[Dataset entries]
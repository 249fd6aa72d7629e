//! Event commands

use super::{confirm, Context};
use anyhow::Result;
use clap::{Args, Subcommand};
use eventmanager_api_client::endpoints::{EventFilter, EventUpdate};
use eventmanager_api_client::models::{
    Category, CreateEventRequest, EventData, DEFAULT_MAX_PARTICIPANTS,
};
use eventmanager_api_client::ApiError;
use eventmanager_cli::output::{
    capitalize_first, format_count, format_event_date, format_event_time, format_timestamp, Status,
};
use eventmanager_cli::table::events_table;
use owo_colors::OwoColorize;

#[derive(Subcommand)]
pub enum EventsAction {
    /// List active events, soonest first
    List {
        /// Only this category
        #[arg(long)]
        category: Option<String>,

        /// Text to look for in title, description and location
        #[arg(long)]
        search: Option<String>,

        /// Hide events that have already started
        #[arg(long)]
        upcoming: bool,
    },

    /// Show one event
    Show {
        /// Event ID
        id: i64,
    },

    /// Create an event (admin only)
    Create(CreateArgs),

    /// Change an event (admin only); omitted fields keep their values
    Update {
        /// Event ID
        id: i64,

        #[command(flatten)]
        fields: UpdateArgs,
    },

    /// Delete an event (admin only)
    Delete {
        /// Event ID
        id: i64,

        /// Do not ask for confirmation
        #[arg(short, long)]
        yes: bool,
    },
}

#[derive(Args)]
pub struct CreateArgs {
    #[arg(long)]
    title: String,

    #[arg(long)]
    description: String,

    /// YYYY-MM-DD
    #[arg(long)]
    date: String,

    /// HH:MM (24-hour)
    #[arg(long)]
    time: String,

    #[arg(long)]
    location: String,

    /// academic, cultural, sports, workshop, seminar or other
    #[arg(long)]
    category: String,

    #[arg(long, default_value_t = DEFAULT_MAX_PARTICIPANTS)]
    max_participants: i64,
}

#[derive(Args)]
pub struct UpdateArgs {
    #[arg(long)]
    title: Option<String>,

    #[arg(long)]
    description: Option<String>,

    /// YYYY-MM-DD
    #[arg(long)]
    date: Option<String>,

    /// HH:MM (24-hour)
    #[arg(long)]
    time: Option<String>,

    #[arg(long)]
    location: Option<String>,

    #[arg(long)]
    category: Option<String>,

    #[arg(long)]
    max_participants: Option<i64>,
}

impl From<UpdateArgs> for EventUpdate {
    fn from(args: UpdateArgs) -> Self {
        Self {
            title: args.title,
            description: args.description,
            date: args.date,
            time: args.time,
            location: args.location,
            category: args.category,
            max_participants: args.max_participants,
        }
    }
}

pub async fn run(action: EventsAction, ctx: &Context) -> Result<()> {
    match action {
        EventsAction::List {
            category,
            search,
            upcoming,
        } => list(ctx, category.as_deref(), search, upcoming).await,
        EventsAction::Show { id } => show(ctx, id).await,
        EventsAction::Create(args) => create(ctx, args).await,
        EventsAction::Update { id, fields } => update(ctx, id, fields.into()).await,
        EventsAction::Delete { id, yes } => delete(ctx, id, yes).await,
    }
}

async fn list(
    ctx: &Context,
    category: Option<&str>,
    search: Option<String>,
    upcoming: bool,
) -> Result<()> {
    let mut filter = EventFilter::new();
    if let Some(category) = category {
        filter = filter.with_category(category.parse::<Category>()?);
    }
    if let Some(search) = search {
        filter = filter.with_search(search);
    }
    if upcoming {
        filter = filter.upcoming();
    }

    let client = ctx.client()?;
    let response = ctx
        .track("Loading events...", client.events().list(&filter))
        .await?;

    ctx.emit(&response, || {
        println!("{}", events_table(&response.events));
        if !response.events.is_empty() {
            println!();
            println!(
                "{}",
                format_count(response.count, "event", "events").dimmed()
            );
        }
    })
}

fn print_event(event: &EventData) {
    Status::header(&event.title);
    Status::field("ID", &event.id.to_string());
    Status::field("Category", event.category.display_name());
    Status::field("Date", &format_event_date(&event.date));
    Status::field("Time", &format_event_time(&event.time));
    Status::field("Location", &event.location);
    let seats = if event.is_full {
        "Full".red().to_string()
    } else {
        format!("{} of {} left", event.seats_left(), event.max_participants)
    };
    Status::field("Seats", &seats);
    if let Some(by) = &event.created_by_name {
        Status::field("Organizer", &capitalize_first(by));
    }
    if let Some(created) = &event.created_at {
        Status::field("Created", &format_timestamp(created));
    }
    if event.is_registered {
        Status::field("Registered", &"yes".green().to_string());
    }
    if event.has_reminder {
        Status::field("Reminder", &"set".green().to_string());
    }
    if !event.description.is_empty() {
        println!();
        println!("{}", event.description);
    }
}

async fn show(ctx: &Context, id: i64) -> Result<()> {
    let client = ctx.client()?;
    let event = ctx.track("Loading event...", client.events().get(id)).await?;
    ctx.emit(&event, || print_event(&event))
}

async fn create(ctx: &Context, args: CreateArgs) -> Result<()> {
    let request = CreateEventRequest {
        title: args.title,
        description: args.description,
        date: args.date,
        time: args.time,
        location: args.location,
        category: args.category,
        max_participants: args.max_participants,
    };

    let client = ctx.client()?;
    let response = ctx
        .track("Creating event...", client.events().create(&request))
        .await?;

    ctx.emit(&response, || {
        Status::success(response.base.message.as_deref().unwrap_or("Event created"));
        if let Some(event) = &response.event {
            print_event(event);
        }
    })
}

async fn update(ctx: &Context, id: i64, changes: EventUpdate) -> Result<()> {
    if changes.is_empty() {
        return Err(ApiError::validation("Nothing to update; pass at least one field").into());
    }

    let client = ctx.client()?;
    let response = ctx
        .track("Updating event...", client.events().update(id, &changes))
        .await?;

    ctx.emit(&response, || {
        Status::success(response.base.message.as_deref().unwrap_or("Event updated"));
        if let Some(event) = &response.event {
            print_event(event);
        }
    })
}

async fn delete(ctx: &Context, id: i64, yes: bool) -> Result<()> {
    if !yes && !confirm(&format!("Delete event {id}?"))? {
        return Err(ApiError::validation(format!(
            "Not deleting event {id}; pass --yes to confirm"
        ))
        .into());
    }

    let client = ctx.client()?;
    let response = ctx
        .track("Deleting event...", client.events().delete(id))
        .await?;

    ctx.emit(&response, || {
        Status::success(response.base.message.as_deref().unwrap_or("Event deleted"));
    })
}
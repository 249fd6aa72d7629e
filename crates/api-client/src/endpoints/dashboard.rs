//! Dashboard endpoints

use crate::client::EventManagerClient;
use crate::error::{ApiError, ApiResult};
use crate::models::{AdminDashboardResponse, DashboardResponse};

/// Dashboard API interface
#[derive(Clone)]
pub struct DashboardApi {
    client: EventManagerClient,
}

impl DashboardApi {
    /// Create a new dashboard API interface
    pub(crate) fn new(client: EventManagerClient) -> Self {
        Self { client }
    }

    /// Counters for the current user; admins also get site totals
    ///
    /// GET dashboard/
    pub async fn user(&self) -> ApiResult<DashboardResponse> {
        self.client.get("dashboard/").await
    }

    /// Full admin overview with every registration
    ///
    /// GET admin/dashboard/
    pub async fn admin(&self) -> ApiResult<AdminDashboardResponse> {
        let session = self.client.session();
        if session.is_logged_in() && !session.is_admin() {
            return Err(ApiError::PermissionDenied(
                "Only admins can access this dashboard".to_string(),
            ));
        }
        self.client.get("admin/dashboard/").await
    }
}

* _Problem requirements_: All of the data must be set down again exactly.

* _Completed task_:
repository 249fd6aa72d7629e
//! Event commands

use super::{confirm, Context};
use anyhow::Result;
use clap::{Args, Subcommand};
use eventmanager_api_client::endpoints::{EventFilter, EventUpdate};
use eventmanager_api_client::models::{
    Category, CreateEventRequest, EventData, DEFAULT_MAX_PARTICIPANTS,
};
use eventmanager_api_client::ApiError;
use eventmanager_cli::output::{
    capitalize_first, format_count, format_event_date, format_event_time, format_timestamp, Status,
};
use eventmanager_cli::table::events_table;
use owo_colors::OwoColorize;

#[derive(Subcommand)]
pub enum EventsAction {
    /// List active events, soonest first
    List {
        /// Only this category
        #[arg(long)]
        category: Option<String>,

        /// Text to look for in title, description and location
        #[arg(long)]
        search: Option<String>,

        /// Hide events that have already started
        #[arg(long)]
        upcoming: bool,
    },

    /// Show one event
    Show {
        /// Event ID
        id: i64,
    },

    /// Create an event (admin only)
    Create(CreateArgs),

    /// Change an event (admin only); omitted fields keep their values
    Update {
        /// Event ID
        id: i64,

        #[command(flatten)]
        fields: UpdateArgs,
    },

    /// Delete an event (admin only)
    Delete {
        /// Event ID
        id: i64,

        /// Do not ask for confirmation
        #[arg(short, long)]
        yes: bool,
    },
}

#[derive(Args)]
pub struct CreateArgs {
    #[arg(long)]
    title: String,

    #[arg(long)]
    description: String,

    /// YYYY-MM-DD
    #[arg(long)]
    date: String,

    /// HH:MM (24-hour)
    #[arg(long)]
    time: String,

    #[arg(long)]
    location: String,

    /// academic, cultural, sports, workshop, seminar or other
    #[arg(long)]
    category: String,

    #[arg(long, default_value_t = DEFAULT_MAX_PARTICIPANTS)]
    max_participants: i64,
}

#[derive(Args)]
pub struct UpdateArgs {
    #[arg(long)]
    title: Option<String>,

    #[arg(long)]
    description: Option<String>,

    /// YYYY-MM-DD
    #[arg(long)]
    date: Option<String>,

    /// HH:MM (24-hour)
    #[arg(long)]
    time: Option<String>,

    #[arg(long)]
    location: Option<String>,

    #[arg(long)]
    category: Option<String>,

    #[arg(long)]
    max_participants: Option<i64>,
}

impl From<UpdateArgs> for EventUpdate {
    fn from(args: UpdateArgs) -> Self {
        Self {
            title: args.title,
            description: args.description,
            date: args.date,
            time: args.time,
            location: args.location,
            category: args.category,
            max_participants: args.max_participants,
        }
    }
}

pub async fn run(action: EventsAction, ctx: &Context) -> Result<()> {
    match action {
        EventsAction::List {
            category,
            search,
            upcoming,
        } => list(ctx, category.as_deref(), search, upcoming).await,
        EventsAction::Show { id } => show(ctx, id).await,
        EventsAction::Create(args) => create(ctx, args).await,
        EventsAction::Update { id, fields } => update(ctx, id, fields.into()).await,
        EventsAction::Delete { id, yes } => delete(ctx, id, yes).await,
    }
}

async fn list(
    ctx: &Context,
    category: Option<&str>,
    search: Option<String>,
    upcoming: bool,
) -> Result<()> {
    let mut filter = EventFilter::new();
    if let Some(category) = category {
        filter = filter.with_category(category.parse::<Category>()?);
    }
    if let Some(search) = search {
        filter = filter.with_search(search);
    }
    if upcoming {
        filter = filter.upcoming();
    }

    let client = ctx.client()?;
    let response = ctx
        .track("Loading events...", client.events().list(&filter))
        .await?;

    ctx.emit(&response, || {
        println!("{}", events_table(&response.events));
        if !response.events.is_empty() {
            println!();
            println!(
                "{}",
                format_count(response.count, "event", "events").dimmed()
            );
        }
    })
}

fn print_event(event: &EventData) {
    Status::header(&event.title);
    Status::field("ID", &event.id.to_string());
    Status::field("Category", event.category.display_name());
    Status::field("Date", &format_event_date(&event.date));
    Status::field("Time", &format_event_time(&event.time));
    Status::field("Location", &event.location);
    let seats = if event.is_full {
        "Full".red().to_string()
    } else {
        format!("{} of {} left", event.seats_left(), event.max_participants)
    };
    Status::field("Seats", &seats);
    if let Some(by) = &event.created_by_name {
        Status::field("Organizer", &capitalize_first(by));
    }
    if let Some(created) = &event.created_at {
        Status::field("Created", &format_timestamp(created));
    }
    if event.is_registered {
        Status::field("Registered", &"yes".green().to_string());
    }
    if event.has_reminder {
        Status::field("Reminder", &"set".green().to_string());
    }
    if !event.description.is_empty() {
        println!();
        println!("{}", event.description);
    }
}

async fn show(ctx: &Context, id: i64) -> Result<()> {
    let client = ctx.client()?;
    let event = ctx.track("Loading event...", client.events().get(id)).await?;
    ctx.emit(&event, || print_event(&event))
}

async fn create(ctx: &Context, args: CreateArgs) -> Result<()> {
    let request = CreateEventRequest {
        title: args.title,
        description: args.description,
        date: args.date,
        time: args.time,
        location: args.location,
        category: args.category,
        max_participants: args.max_participants,
    };

    let client = ctx.client()?;
    let response = ctx
        .track("Creating event...", client.events().create(&request))
        .await?;

    ctx.emit(&response, || {
        Status::success(response.base.message.as_deref().unwrap_or("Event created"));
        if let Some(event) = &response.event {
            print_event(event);
        }
    })
}

async fn update(ctx: &Context, id: i64, changes: EventUpdate) -> Result<()> {
    if changes.is_empty() {
        return Err(ApiError::validation("Nothing to update; pass at least one field").into());
    }

    let client = ctx.client()?;
    let response = ctx
        .track("Updating event...", client.events().update(id, &changes))
        .await?;

    ctx.emit(&response, || {
        Status::success(response.base.message.as_deref().unwrap_or("Event updated"));
        if let Some(event) = &response.event {
            print_event(event);
        }
    })
}

async fn delete(ctx: &Context, id: i64, yes: bool) -> Result<()> {
    if !yes && !confirm(&format!("Delete event {id}?"))? {
        return Err(ApiError::validation(format!(
            "Not deleting event {id}; pass --yes to confirm"
        ))
        .into());
    }

    let client = ctx.client()?;
    let response = ctx
        .track("Deleting event...", client.events().delete(id))
        .await?;

    ctx.emit(&response, || {
        Status::success(response.base.message.as_deref().unwrap_or("Event deleted"));
    })
}
repository 249fd6aa72d7629e
filename crates/api-client/src/endpoints/dashboard.rs
//! Dashboard endpoints

use crate::client::EventManagerClient;
use crate::error::{ApiError, ApiResult};
use crate::models::{AdminDashboardResponse, DashboardResponse};

/// Dashboard API interface
#[derive(Clone)]
pub struct DashboardApi {
    client: EventManagerClient,
}

impl DashboardApi {
    /// Create a new dashboard API interface
    pub(crate) fn new(client: EventManagerClient) -> Self {
        Self { client }
    }

    /// Counters for the current user; admins also get site totals
    ///
    /// GET dashboard/
    pub async fn user(&self) -> ApiResult<DashboardResponse> {
        self.client.get("dashboard/").await
    }

    /// Full admin overview with every registration
    ///
    /// GET admin/dashboard/
    pub async fn admin(&self) -> ApiResult<AdminDashboardResponse> {
        let session = self.client.session();
        if session.is_logged_in() && !session.is_admin() {
            return Err(ApiError::PermissionDenied(
                "Only admins can access this dashboard".to_string(),
            ));
        }
        self.client.get("admin/dashboard/").await
    }
}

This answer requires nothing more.